#### Data

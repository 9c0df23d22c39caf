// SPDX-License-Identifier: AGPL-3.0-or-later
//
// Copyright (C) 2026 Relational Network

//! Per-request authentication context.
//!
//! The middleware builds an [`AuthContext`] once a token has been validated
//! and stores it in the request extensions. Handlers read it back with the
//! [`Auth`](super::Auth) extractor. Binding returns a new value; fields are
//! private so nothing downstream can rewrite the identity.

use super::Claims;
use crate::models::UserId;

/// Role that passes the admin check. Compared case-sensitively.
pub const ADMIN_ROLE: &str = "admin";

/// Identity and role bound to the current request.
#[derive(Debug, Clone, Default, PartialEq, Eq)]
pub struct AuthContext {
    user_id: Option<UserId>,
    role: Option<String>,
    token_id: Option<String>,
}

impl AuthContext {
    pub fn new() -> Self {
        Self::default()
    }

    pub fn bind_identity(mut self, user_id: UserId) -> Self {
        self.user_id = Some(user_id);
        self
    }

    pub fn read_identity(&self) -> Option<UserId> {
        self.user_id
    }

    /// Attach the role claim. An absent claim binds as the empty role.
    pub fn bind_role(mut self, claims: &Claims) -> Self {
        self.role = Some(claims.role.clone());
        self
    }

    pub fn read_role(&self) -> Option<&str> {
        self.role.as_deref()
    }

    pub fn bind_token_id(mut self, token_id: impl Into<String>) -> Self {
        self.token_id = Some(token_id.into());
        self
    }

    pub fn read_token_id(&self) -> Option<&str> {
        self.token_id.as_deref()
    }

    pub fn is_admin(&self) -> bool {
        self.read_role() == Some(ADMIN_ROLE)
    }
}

########
#### Data

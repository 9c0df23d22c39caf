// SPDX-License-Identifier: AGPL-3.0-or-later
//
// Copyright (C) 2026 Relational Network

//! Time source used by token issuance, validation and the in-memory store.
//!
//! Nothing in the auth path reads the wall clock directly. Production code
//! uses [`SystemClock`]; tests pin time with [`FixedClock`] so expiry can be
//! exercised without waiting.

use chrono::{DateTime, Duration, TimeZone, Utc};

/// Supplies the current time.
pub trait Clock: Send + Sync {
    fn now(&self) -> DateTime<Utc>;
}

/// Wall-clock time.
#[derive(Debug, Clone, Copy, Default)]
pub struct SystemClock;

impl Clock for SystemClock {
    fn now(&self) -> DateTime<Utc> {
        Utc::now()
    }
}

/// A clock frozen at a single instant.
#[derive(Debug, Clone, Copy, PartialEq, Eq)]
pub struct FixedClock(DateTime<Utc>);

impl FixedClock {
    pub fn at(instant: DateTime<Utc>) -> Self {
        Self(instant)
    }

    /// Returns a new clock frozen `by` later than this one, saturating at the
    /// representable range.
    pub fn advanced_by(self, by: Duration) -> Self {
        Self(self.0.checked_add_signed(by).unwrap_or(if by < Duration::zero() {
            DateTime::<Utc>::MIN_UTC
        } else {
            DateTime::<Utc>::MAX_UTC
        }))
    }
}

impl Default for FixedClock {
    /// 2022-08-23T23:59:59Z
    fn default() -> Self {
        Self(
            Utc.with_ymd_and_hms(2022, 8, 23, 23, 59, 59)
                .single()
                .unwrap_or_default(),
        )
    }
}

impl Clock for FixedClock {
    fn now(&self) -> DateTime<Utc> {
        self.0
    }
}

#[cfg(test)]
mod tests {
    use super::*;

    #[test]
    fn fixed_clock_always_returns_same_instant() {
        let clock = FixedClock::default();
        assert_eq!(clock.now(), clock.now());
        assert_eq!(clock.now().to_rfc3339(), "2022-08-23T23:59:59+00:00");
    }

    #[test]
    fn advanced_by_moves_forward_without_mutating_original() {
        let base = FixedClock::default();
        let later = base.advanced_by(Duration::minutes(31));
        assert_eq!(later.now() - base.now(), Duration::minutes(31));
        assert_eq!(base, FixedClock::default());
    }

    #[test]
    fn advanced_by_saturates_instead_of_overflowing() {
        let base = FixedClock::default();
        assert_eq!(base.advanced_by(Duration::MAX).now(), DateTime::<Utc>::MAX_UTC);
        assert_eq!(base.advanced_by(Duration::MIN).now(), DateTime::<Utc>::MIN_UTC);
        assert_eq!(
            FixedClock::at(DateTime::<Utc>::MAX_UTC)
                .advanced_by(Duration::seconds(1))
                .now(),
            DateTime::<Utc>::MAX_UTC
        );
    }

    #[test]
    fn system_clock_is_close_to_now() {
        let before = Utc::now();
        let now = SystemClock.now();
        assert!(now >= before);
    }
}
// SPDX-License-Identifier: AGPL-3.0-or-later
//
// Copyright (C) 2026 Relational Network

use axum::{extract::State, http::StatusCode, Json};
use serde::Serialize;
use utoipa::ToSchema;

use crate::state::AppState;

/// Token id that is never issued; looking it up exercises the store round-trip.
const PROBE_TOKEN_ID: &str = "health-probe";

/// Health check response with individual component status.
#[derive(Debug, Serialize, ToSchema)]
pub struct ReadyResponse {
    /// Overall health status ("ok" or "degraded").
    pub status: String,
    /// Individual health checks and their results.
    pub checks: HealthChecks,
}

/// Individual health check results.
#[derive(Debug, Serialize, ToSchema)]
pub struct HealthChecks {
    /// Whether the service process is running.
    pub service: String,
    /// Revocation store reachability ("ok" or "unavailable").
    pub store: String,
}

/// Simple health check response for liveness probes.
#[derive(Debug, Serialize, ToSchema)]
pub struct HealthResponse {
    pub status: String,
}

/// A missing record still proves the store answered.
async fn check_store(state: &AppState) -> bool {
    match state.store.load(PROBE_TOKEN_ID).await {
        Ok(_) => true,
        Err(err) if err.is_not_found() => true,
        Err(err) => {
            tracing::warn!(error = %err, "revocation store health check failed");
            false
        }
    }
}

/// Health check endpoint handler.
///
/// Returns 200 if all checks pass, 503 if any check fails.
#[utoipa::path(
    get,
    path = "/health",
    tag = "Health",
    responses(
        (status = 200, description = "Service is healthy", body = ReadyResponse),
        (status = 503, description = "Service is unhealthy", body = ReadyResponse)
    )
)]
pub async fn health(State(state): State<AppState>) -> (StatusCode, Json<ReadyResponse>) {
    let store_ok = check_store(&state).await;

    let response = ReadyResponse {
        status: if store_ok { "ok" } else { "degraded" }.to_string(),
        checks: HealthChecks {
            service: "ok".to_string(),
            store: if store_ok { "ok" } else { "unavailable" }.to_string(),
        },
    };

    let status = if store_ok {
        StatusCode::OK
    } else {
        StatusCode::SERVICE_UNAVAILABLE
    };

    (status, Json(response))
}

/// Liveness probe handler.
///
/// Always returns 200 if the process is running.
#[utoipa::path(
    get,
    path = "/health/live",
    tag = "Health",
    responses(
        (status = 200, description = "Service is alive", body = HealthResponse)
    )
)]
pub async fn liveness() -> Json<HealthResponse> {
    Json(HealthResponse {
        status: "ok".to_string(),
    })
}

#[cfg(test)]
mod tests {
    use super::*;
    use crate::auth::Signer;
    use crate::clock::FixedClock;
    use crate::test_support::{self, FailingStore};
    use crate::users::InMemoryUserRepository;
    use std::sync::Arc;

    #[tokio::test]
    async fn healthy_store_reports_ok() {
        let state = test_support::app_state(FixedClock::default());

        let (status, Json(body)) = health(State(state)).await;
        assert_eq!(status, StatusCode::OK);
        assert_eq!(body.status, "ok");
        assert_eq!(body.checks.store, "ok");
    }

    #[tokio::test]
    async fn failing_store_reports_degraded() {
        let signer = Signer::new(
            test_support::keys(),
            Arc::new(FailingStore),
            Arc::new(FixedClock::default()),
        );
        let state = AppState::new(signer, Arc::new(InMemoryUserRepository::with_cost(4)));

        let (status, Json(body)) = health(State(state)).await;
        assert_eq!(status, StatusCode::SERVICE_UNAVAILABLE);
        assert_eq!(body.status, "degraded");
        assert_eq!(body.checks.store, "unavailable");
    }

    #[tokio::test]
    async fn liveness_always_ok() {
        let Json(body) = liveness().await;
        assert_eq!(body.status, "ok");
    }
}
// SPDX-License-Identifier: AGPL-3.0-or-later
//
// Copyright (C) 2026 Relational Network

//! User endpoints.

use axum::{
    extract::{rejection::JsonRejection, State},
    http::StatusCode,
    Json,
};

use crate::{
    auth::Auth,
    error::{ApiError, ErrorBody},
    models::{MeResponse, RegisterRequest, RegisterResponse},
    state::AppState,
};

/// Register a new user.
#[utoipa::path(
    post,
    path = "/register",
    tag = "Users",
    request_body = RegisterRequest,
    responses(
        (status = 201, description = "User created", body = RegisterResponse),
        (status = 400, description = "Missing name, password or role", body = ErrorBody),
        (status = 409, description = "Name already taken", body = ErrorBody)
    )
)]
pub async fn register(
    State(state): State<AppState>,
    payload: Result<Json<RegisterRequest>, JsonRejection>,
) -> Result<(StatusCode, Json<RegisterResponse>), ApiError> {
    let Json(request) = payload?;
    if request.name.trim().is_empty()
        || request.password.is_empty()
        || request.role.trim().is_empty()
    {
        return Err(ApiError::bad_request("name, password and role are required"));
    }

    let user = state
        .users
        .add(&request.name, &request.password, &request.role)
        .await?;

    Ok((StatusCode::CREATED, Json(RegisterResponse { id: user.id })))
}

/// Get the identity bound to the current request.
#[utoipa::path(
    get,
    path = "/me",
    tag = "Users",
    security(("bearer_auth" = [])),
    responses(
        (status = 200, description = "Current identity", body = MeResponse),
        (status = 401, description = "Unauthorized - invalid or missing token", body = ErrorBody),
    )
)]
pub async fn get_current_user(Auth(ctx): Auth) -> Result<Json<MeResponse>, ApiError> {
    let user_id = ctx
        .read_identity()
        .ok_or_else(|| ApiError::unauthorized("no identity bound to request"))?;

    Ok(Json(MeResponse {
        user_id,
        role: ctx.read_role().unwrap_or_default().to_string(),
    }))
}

########

■ To do: Show all lines from the data above in which the word "struct" appears.

■ Answer to the problem:
pub struct AuthContext {
pub struct SystemClock;
pub struct FixedClock(DateTime<Utc>);
pub struct ReadyResponse {
pub struct HealthChecks {
pub struct HealthResponse {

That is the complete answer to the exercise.